D. Freitas1, E. Warnack1, M. Kim1, C. DiMaggio1, S. Frangos1, M. Klein1, C. Berry1, M. Bukur1  1New York University School Of Medicine,New York, NY, USA

Introduction:
The mangled lower extremity (MLE) is a limb sustaining complex structural injuries (i.e. soft tissue, bone, nerves, and vessels) resulting from a high- energy mechanism. We hypothesized that trauma patients who present with MLE experience a higher rate of deep venous thrombosis (DVT) and pulmonary embolism (PE) when matched with trauma patients of similar injury burden without MLE.

Methods:
Data were abstracted from the Trauma Quality Improvement Program (TQIP) database from 2013- 2016. Characteristics of blunt trauma patients who presented with MLE versus all other patients were compared using Chi-squared, Student’s t-test, or Mann-U Whitney test where appropriate.

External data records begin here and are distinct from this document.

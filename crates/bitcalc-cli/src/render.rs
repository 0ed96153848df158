//! Text rendering of traces, conversions and calculator results.
//!
//! Every function returns the rendered text so callers decide where it goes.

use std::fmt::Write as _;

use comfy_table::modifiers::UTF8_ROUND_CORNERS;
use comfy_table::presets::UTF8_FULL_CONDENSED;
use comfy_table::{Attribute, Cell, CellAlignment, Color, ContentArrangement, Table};
use serde::Serialize;

use bitcalc_core::narrator::carry_row;
use bitcalc_core::{convert, to_twos_complement};
use bitcalc_model::{
    BitRule, BitWidth, Calculation, CalculationTrace, Conversions, Operation, Radix, StepKind,
};

/// A value in every radix plus its pattern at each supported width.
#[derive(Debug, Clone, PartialEq, Eq, Serialize)]
pub struct ConversionReport {
    pub value: i64,
    pub conversions: Conversions,
    pub patterns: Vec<WidthPattern>,
}

/// Two's-complement pattern of a value at one width.
#[derive(Debug, Clone, PartialEq, Eq, Serialize)]
pub struct WidthPattern {
    pub width: BitWidth,
    pub bits: String,
    /// False when the pattern is truncated.
    pub fits: bool,
}

impl ConversionReport {
    pub fn new(value: i64) -> Self {
        let patterns = BitWidth::ALL
            .iter()
            .copied()
            .map(|width| WidthPattern {
                width,
                bits: to_twos_complement(value, width),
                fits: width.fits(i128::from(value)),
            })
            .collect();
        Self {
            value,
            conversions: convert(value),
            patterns,
        }
    }
}

/// One-line outcome, e.g. `17 ÷ 5 = 3 remainder 2`.
pub fn summary_line(trace: &CalculationTrace) -> String {
    let symbol = trace.operation.symbol();
    let (a, b) = (trace.operand_a, trace.operand_b);
    if trace.is_division_by_zero() {
        return format!("{a} {symbol} {b} = undefined (division by zero)");
    }
    let mut line = match trace.remainder {
        Some(remainder) => format!("{a} {symbol} {b} = {} remainder {remainder}", trace.result),
        None => format!("{a} {symbol} {b} = {}", trace.result),
    };
    if trace.overflow {
        let _ = write!(
            line,
            " [overflow: the {} register holds {}]",
            trace.width, trace.binary_result
        );
    }
    line
}

/// Full text rendering of a trace: heading, step table, outcome and any
/// bit-by-bit narration.
pub fn render_trace(trace: &CalculationTrace) -> String {
    let mut lines = vec![format!(
        "{} {} {}  ({}, {})",
        trace.operand_a,
        trace.operation.symbol(),
        trace.operand_b,
        trace.operation,
        trace.width
    )];

    let mut table = Table::new();
    table.set_header(vec![
        header_cell("#"),
        header_cell("Step"),
        header_cell("Explanation"),
        header_cell("Working"),
        header_cell("Result"),
    ]);
    apply_table_style(&mut table);
    align_column(&mut table, 0, CellAlignment::Right);
    for (index, step) in trace.steps.iter().enumerate() {
        table.add_row(vec![
            dim_cell(index + 1),
            step_cell(step.kind, &step.title),
            Cell::new(&step.description),
            optional_cell(step.binary.as_deref()),
            optional_cell(step.result.as_deref()),
        ]);
    }
    lines.push(table.to_string());
    lines.push(summary_line(trace));

    if let Some(bits) = trace.bit_level.as_deref() {
        lines.push(String::new());
        lines.push("Bit by bit:".to_string());
        lines.extend(trace.bit_level_lines().into_iter().map(|line| format!("  {line}")));
        if bits.first().is_some_and(|step| step.rule == BitRule::Sum) {
            lines.push(format!("Carries: {}", carry_row(bits)));
        }
    }
    lines.join("\n")
}

/// Renders a conversion report as a radix table and a width table.
pub fn render_conversions(report: &ConversionReport) -> String {
    let mut radix_table = Table::new();
    radix_table.set_header(vec![header_cell("Radix"), header_cell("Value")]);
    apply_table_style(&mut radix_table);
    for radix in Radix::ALL {
        radix_table.add_row(vec![
            Cell::new(radix.as_str()),
            Cell::new(report.conversions.get(radix)),
        ]);
    }

    let mut width_table = Table::new();
    width_table.set_header(vec![
        header_cell("Width"),
        header_cell("Two's complement"),
        header_cell("Fits"),
    ]);
    apply_table_style(&mut width_table);
    align_column(&mut width_table, 2, CellAlignment::Center);
    for pattern in &report.patterns {
        let fits = if pattern.fits {
            Cell::new("yes").fg(Color::Green)
        } else {
            Cell::new("truncated").fg(Color::Yellow)
        };
        width_table.add_row(vec![
            Cell::new(pattern.width),
            Cell::new(&pattern.bits),
            fits,
        ]);
    }
    format!("{radix_table}\n{width_table}")
}

/// Renders a plain calculator result.
pub fn render_calculation(calculation: &Calculation) -> String {
    let mut table = Table::new();
    table.set_header(vec![header_cell("Field"), header_cell("Value")]);
    apply_table_style(&mut table);
    let operands = match calculation.operand_b {
        Some(b) => format!("{} {} {}", calculation.operand_a, calculation.op, b),
        None => format!("{} {}", calculation.op, calculation.operand_a),
    };
    table.add_row(vec![Cell::new("Operation"), Cell::new(operands)]);
    table.add_row(vec![Cell::new("Width"), Cell::new(calculation.width)]);
    table.add_row(vec![
        Cell::new("Binary"),
        Cell::new(&calculation.binary).add_attribute(Attribute::Bold),
    ]);
    table.add_row(vec![Cell::new("Unsigned"), Cell::new(calculation.unsigned)]);
    table.add_row(vec![Cell::new("Signed"), Cell::new(calculation.signed)]);
    table.add_row(vec![
        Cell::new("Octal"),
        Cell::new(&calculation.conversions.octal),
    ]);
    table.add_row(vec![Cell::new("Hex"), Cell::new(&calculation.conversions.hex)]);
    table.to_string()
}

/// Lists the operations the explainer supports.
pub fn render_operations() -> String {
    let mut table = Table::new();
    table.set_header(vec![
        header_cell("Operation"),
        header_cell("Symbol"),
        header_cell("Kind"),
        header_cell("Method"),
    ]);
    apply_table_style(&mut table);
    align_column(&mut table, 1, CellAlignment::Center);
    for operation in Operation::ALL {
        let kind = if operation.is_bitwise() {
            "bitwise"
        } else {
            "arithmetic"
        };
        table.add_row(vec![
            Cell::new(operation.as_str())
                .fg(Color::Blue)
                .add_attribute(Attribute::Bold),
            Cell::new(operation.symbol()),
            Cell::new(kind),
            Cell::new(method(operation)),
        ]);
    }
    table.to_string()
}

fn method(operation: Operation) -> &'static str {
    match operation {
        Operation::Add => "ripple-carry addition",
        Operation::Subtract => "add the two's complement",
        Operation::Multiply => "shift and add partial products",
        Operation::Divide => "restoring long division",
        Operation::And | Operation::Or | Operation::Xor => "per-bit truth table",
    }
}

pub fn apply_table_style(table: &mut Table) {
    table
        .load_preset(UTF8_FULL_CONDENSED)
        .apply_modifier(UTF8_ROUND_CORNERS)
        .set_content_arrangement(ContentArrangement::Dynamic)
        .set_width(120);
}

fn align_column(table: &mut Table, index: usize, alignment: CellAlignment) {
    if let Some(column) = table.column_mut(index) {
        column.set_cell_alignment(alignment);
    }
}

fn step_cell(kind: StepKind, title: &str) -> Cell {
    match kind {
        StepKind::Result => Cell::new(title)
            .fg(Color::Green)
            .add_attribute(Attribute::Bold),
        StepKind::DivisionByZero => Cell::new(title)
            .fg(Color::Red)
            .add_attribute(Attribute::Bold),
        StepKind::Complement | StepKind::PartialProduct { .. } => {
            Cell::new(title).fg(Color::Yellow)
        }
        StepKind::Operands | StepKind::Rules | StepKind::Method => Cell::new(title),
    }
}

fn optional_cell(value: Option<&str>) -> Cell {
    match value {
        Some(text) => Cell::new(text),
        None => dim_cell("-"),
    }
}

fn header_cell(label: &str) -> Cell {
    Cell::new(label)
        .fg(Color::Cyan)
        .add_attribute(Attribute::Bold)
}

fn dim_cell<T: ToString>(value: T) -> Cell {
    Cell::new(value).fg(Color::DarkGrey)
}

Propensity score matching, using a 2:1 match of controls versus patients with MLE, was used to compare the occurrence of DVT and PE.

Results:
A total of 1,060 patients presented with MLE from 2013 through 2016. Patients with MLE were younger (median age 42 IQR [28,54] vs. 54 [32,72], p < .001) and were more likely to need immediate operative intervention when compared to other trauma patients (60.5% vs. 11%, p < .001). In controlled models, while patients with MLE had a higher odds of receiving VTE prophylaxis (86% vs. 58.8%, AOR = 3.23, p < .001) and filter placement (6% vs. 1.5%, AOR = 2.81; p < .001), they were over two times more likely to experience DVT (5.4% vs. 1.4%, AOR 2.5, p < .001) or PE (2.3% vs. 0.6%, AOR 2.07, p = .155), although the latter was not statistically significant. In a propensity score model, MLE conferred a significant absolute risk increase of 3.6% for DVT or PE with an odds ratio of 2.43 (7% MLE vs. 3.3% no MLE). Mortality was not significantly lower in MLE patients versus other trauma patients (4.5% vs. 5.5%, p = .157).

Conclusion:
Trauma patients with MLE have a 2.4 times higher odds of having a DVT or PE with an absolute risk increase of 3.6%. Early aggressive prophylactic measures are warranted in this high-risk population.